I am using below versions -

graphql-spring-boot-starter
        <version>5.0.2</version>
    </dependency>
    <dependency>
        <groupId>com.graphql-java</groupId>
        <artifactId>graphql-java-tools</artifactId>
        <version>5.2.4</version>
    </dependency>
    <dependency>
        <groupId>com.graphql-java</groupId>
        <artifactId>graphiql-spring-boot-starter</artifactId>
        <version>5.0.2</version>

dbharti2000 commented 3 years ago

@oliemansm i am having this issue when i am trying to do mutation with nested inputs.

schema { mutation: Mutation query: Query }

type Mutation { createARecord(input: AbcInput): String! }

input AbcInput { domain: XyzInput! age: Int }

input XyzInput { transactionId: String! }

It works if i don't have nested inputs e.g.

schema { mutation: Mutation query: Query }

type Mutation { createARecord(input: AbcInput): Xyz! }

input AbcInput { transactionId: String! }

Please help!

oliemansm commented 3 years ago

@dbharti2000 You're on very old and outdated versions of these libraries. Make sure to try this with the latest versions first (see the readme's). If it then still doesn't work then this is still an active issue that needs to be resolved/implemented. Our time is very limited, since we also just do this on the side, so any contributions for this to help fix it are very welcome.

plaurina commented 3 years ago

I had the same basic issue - I'll see if I can explain the underlying cause and a workaround some may find useful, and my initial thought on how I can resolve this in the code if a PR would be accepted for it.

Using the OP's example: BarInput is not used in a mutation directly - which causes it to be considered as "unused". You might see this in the logs:

Schema type was defined but can never be accessed, and can be safely deleted: BarInput

Hackiest Workaround - not my favorite, but it might get some people unstuck: Create a mutation that uses BarInput directly.

type Mutation {
    createFoo(input: FooInput): String!
    updateBar(input: BarInput): String
}

If you intend to implement it anyway, this will get you unstuck, but if you do not want it to have its own mutation you're in a bind. You can always throw a "NotImplementedException", which is definitely hacky and not nice to consumers of the API. - but again, might get someone unstuck (especially if their API is private)

While debugging, I am able to see the cause in: src/main/kotlin/graphql/kickstart/tools/SchemaParser.kt

around line 36:

private val definitions = scanResult.definitions

the resulting list does not include include the nested input types, and instead it is in unusedDefinitions, which means the inputObjectDefinitions list does not include it when trying to resolved the input types. around line: 46

    private val inputObjectDefinitions = (definitions.filterIsInstance<InputObjectTypeDefinition>() - inputExtensionDefinitions)
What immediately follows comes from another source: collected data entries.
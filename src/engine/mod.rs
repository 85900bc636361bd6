//! The resolution engine.
//!
//! A single resolution owns a [`ResolutionContext`]: the per-identifier state
//! machine, the reverse dependency edges discovered so far and the queue of
//! identifiers whose dependencies are all resolved. Nothing in it outlives the
//! call that created it.
//!
//! ## State machine
//!
//! Every identifier moves through
//!
//! * *unvisited* (absent from the state map),
//! * [`TaskState::Resolving`] once it was validated and its dependencies are
//!   being waited on,
//! * [`TaskState::Computing`] once its producer was invoked,
//! * [`TaskState::Resolved`] holding the value, or [`TaskState::Failed`].
//!
//! The transition into `Computing` happens in [`ResolutionContext::begin`],
//! which is synchronous, so no two branches can ever invoke the producer of the
//! same identifier.

mod runner;

use std::collections::{BTreeSet, HashMap, VecDeque};

use crate::core::{ArcStr, Concurrency, Deps, Results};
use crate::error::FlowError;
use crate::flow::FlowConfig;
use crate::spec::Normalized;

pub use runner::{Diagnostics, TaskExecution};

pub(crate) enum TaskState<T> {
    /// Validated; `waiting` dependencies are not resolved yet.
    Resolving { waiting: usize },
    /// Producer invoked, result pending.
    Computing,
    Resolved(T),
    Failed,
}

/// Check that every dependency of `id` is declared in `flow`.
pub(crate) fn check_existence<T>(
    flow: &FlowConfig<T>,
    id: &ArcStr,
    dependencies: &[ArcStr],
) -> Result<(), FlowError>
where
    T: Clone + Send + Sync + 'static,
{
    let missing: Vec<ArcStr> = dependencies
        .iter()
        .filter(|dependency| !flow.contains(dependency))
        .cloned()
        .collect();

    if missing.is_empty() {
        Ok(())
    } else {
        Err(FlowError::NonExistentDependency {
            identifier: id.clone(),
            dependencies: missing,
        })
    }
}

/// Position of the iterative walk inside one identifier's dependency list.
struct Frame {
    id: ArcStr,
    dependencies: Vec<ArcStr>,
    next: usize,
}

pub(crate) struct ResolutionContext<'f, T> {
    flow: &'f FlowConfig<T>,
    specs: HashMap<ArcStr, Normalized<T>>,
    states: HashMap<ArcStr, TaskState<T>>,
    /// Map from a dependency to the identifiers waiting on it.
    dependents: HashMap<ArcStr, Vec<ArcStr>>,
    ready: VecDeque<ArcStr>,
}

impl<'f, T> ResolutionContext<'f, T>
where
    T: Clone + Send + Sync + 'static,
{
    pub(crate) fn new(flow: &'f FlowConfig<T>) -> Self {
        Self {
            flow,
            specs: HashMap::new(),
            states: HashMap::new(),
            dependents: HashMap::new(),
            ready: VecDeque::new(),
        }
    }

    /// Walk everything `root` transitively depends on, validating each
    /// identifier as it is first reached.
    ///
    /// The walk is depth-first with an explicit stack. `on_stack` maps every
    /// identifier of the current path to its frame index, so reaching one of
    /// them again yields the cycle in constant time.
    pub(crate) fn visit(&mut self, root: &ArcStr) -> Result<(), FlowError> {
        if self.states.contains_key(root) {
            return Ok(());
        }

        let mut stack = vec![self.enter(root)?];
        let mut on_stack = HashMap::from([(root.clone(), 0)]);

        while let Some(frame) = stack.last_mut() {
            let Some(dependency) = frame.dependencies.get(frame.next).cloned() else {
                let id = frame.id.clone();
                stack.pop();
                on_stack.remove(&id);
                self.finish(id);
                continue;
            };

            frame.next += 1;
            let id = frame.id.clone();

            if matches!(self.states.get(&dependency), Some(TaskState::Resolved(_))) {
                continue;
            }

            if let Some(&start) = on_stack.get(&dependency) {
                return Err(FlowError::CyclicDependency {
                    identifier: id,
                    cycle: stack[start..].iter().map(|f| f.id.clone()).collect(),
                });
            }

            if self.states.contains_key(&dependency) {
                self.wait(&id, dependency);
            } else {
                self.wait(&id, dependency.clone());
                let frame = self.enter(&dependency)?;
                on_stack.insert(dependency, stack.len());
                stack.push(frame);
            }
        }

        Ok(())
    }

    fn enter(&mut self, id: &ArcStr) -> Result<Frame, FlowError> {
        let spec = self
            .flow
            .get(id)
            .ok_or_else(|| FlowError::UnknownTask(id.clone()))?;

        let normalized = spec.normalize();
        check_existence(self.flow, id, &normalized.dependencies)?;

        tracing::trace!(task = %id, dependencies = normalized.dependencies.len(), "visiting");

        let dependencies = normalized.dependencies.clone();
        self.specs.insert(id.clone(), normalized);
        self.states.insert(id.clone(), TaskState::Resolving { waiting: 0 });

        Ok(Frame {
            id: id.clone(),
            dependencies,
            next: 0,
        })
    }

    fn wait(&mut self, id: &ArcStr, dependency: ArcStr) {
        if let Some(TaskState::Resolving { waiting }) = self.states.get_mut(id) {
            *waiting += 1;
        }
        self.dependents.entry(dependency).or_default().push(id.clone());
    }

    fn finish(&mut self, id: ArcStr) {
        if let Some(TaskState::Resolving { waiting: 0 }) = self.states.get(&id) {
            self.ready.push_back(id);
        }
    }

    /// Store the value of `id` and release every identifier that was waiting
    /// only on it.
    pub(crate) fn complete(&mut self, id: &ArcStr, value: T) {
        self.states.insert(id.clone(), TaskState::Resolved(value));

        for dependent in self.dependents.remove(id).unwrap_or_default() {
            if let Some(TaskState::Resolving { waiting }) = self.states.get_mut(&dependent) {
                *waiting -= 1;
                if *waiting == 0 {
                    self.ready.push_back(dependent);
                }
            }
        }
    }

    pub(crate) fn fail(&mut self, id: &ArcStr) {
        self.states.insert(id.clone(), TaskState::Failed);
    }

    #[cfg(test)]
    pub(crate) fn state(&self, id: &str) -> Option<&TaskState<T>> {
        self.states.get(id)
    }

    /// Resolved values of `dependencies`, keyed by identifier.
    fn dependency_results(&self, dependencies: &[ArcStr]) -> Deps<T> {
        let mut deps = Deps::empty();

        for dependency in dependencies {
            if let Some(TaskState::Resolved(value)) = self.states.get(dependency) {
                deps.values.insert(dependency.clone(), value.clone());
            }
        }

        deps
    }

    /// Collect the values of `requested` once every one of them is resolved.
    fn aggregate(mut self, requested: &BTreeSet<ArcStr>) -> Results<T> {
        debug_assert!(
            requested
                .iter()
                .all(|id| matches!(self.states.get(id), Some(TaskState::Resolved(_)))),
            "aggregating before every requested task was resolved"
        );

        let values = requested
            .iter()
            .filter_map(|id| match self.states.remove(id) {
                Some(TaskState::Resolved(value)) => Some((id.clone(), value)),
                _ => None,
            })
            .collect();

        Results { values }
    }
}

/// Configures and runs a single resolution of a [`FlowConfig`].
///
/// Every call to one of the `resolve*` methods builds a fresh
/// resolution context, so results are never shared between calls.
pub struct Resolver<'f, T = serde_json::Value> {
    flow: &'f FlowConfig<T>,
    concurrency: Concurrency,
}

impl<'f, T> Resolver<'f, T>
where
    T: Clone + Send + Sync + 'static,
{
    pub fn new(flow: &'f FlowConfig<T>) -> Self {
        Self {
            flow,
            concurrency: Concurrency::Unbounded,
        }
    }

    /// Limit how many producers may run at the same time.
    pub fn concurrency(mut self, concurrency: impl Into<Concurrency>) -> Self {
        self.concurrency = concurrency.into();
        self
    }

    /// Resolve every task of the flow.
    pub async fn resolve(&self) -> Result<Results<T>, FlowError> {
        self.resolve_with_diagnostics()
            .await
            .map(|(results, _)| results)
    }

    /// Resolve only `ids` and whatever they transitively depend on. The
    /// returned mapping holds exactly the requested identifiers.
    pub async fn resolve_only<I, S>(&self, ids: I) -> Result<Results<T>, FlowError>
    where
        I: IntoIterator<Item = S>,
        S: Into<ArcStr>,
    {
        let requested = ids.into_iter().map(Into::into).collect();
        runner::run(self.flow, requested, self.concurrency)
            .await
            .map(|(results, _)| results)
    }

    /// Resolve every task of the flow and report how the run went.
    pub async fn resolve_with_diagnostics(&self) -> Result<(Results<T>, Diagnostics), FlowError> {
        let requested = self.flow.identifiers().cloned().collect();
        runner::run(self.flow, requested, self.concurrency).await
    }
}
one slightly less hacky solution would be to filter unused list and include it into the inputObjectDefinitions:

    private val inputObjectDefinitions = (definitions.filterIsInstance<InputObjectTypeDefinition>() - inputExtensionDefinitions + unusedDefinitions.filterIsInstance<InputObjectTypeDefinition>())

This "works" - but leaves the warning message in the logs saying the type isn't used and is safe to delete, etc.

Ideally we should improve the scanner to be smarter about discovering used types and have it include nested types (resursively). I have 20 years of Java experience and about 1 hour of Kotlin experience at this point. Right now, I'm using v6.1.0 - so I have implemented the hacky code fix, recompiled and used it for project - but recognize it's not a good universal fix and will not submit a PR for it unless the admin's specifically want it. I may try my hand at some Kotlin and see if I can make scanner that can look within nested fields - but at first glance it might be a bit involved to make it recursively discover used types.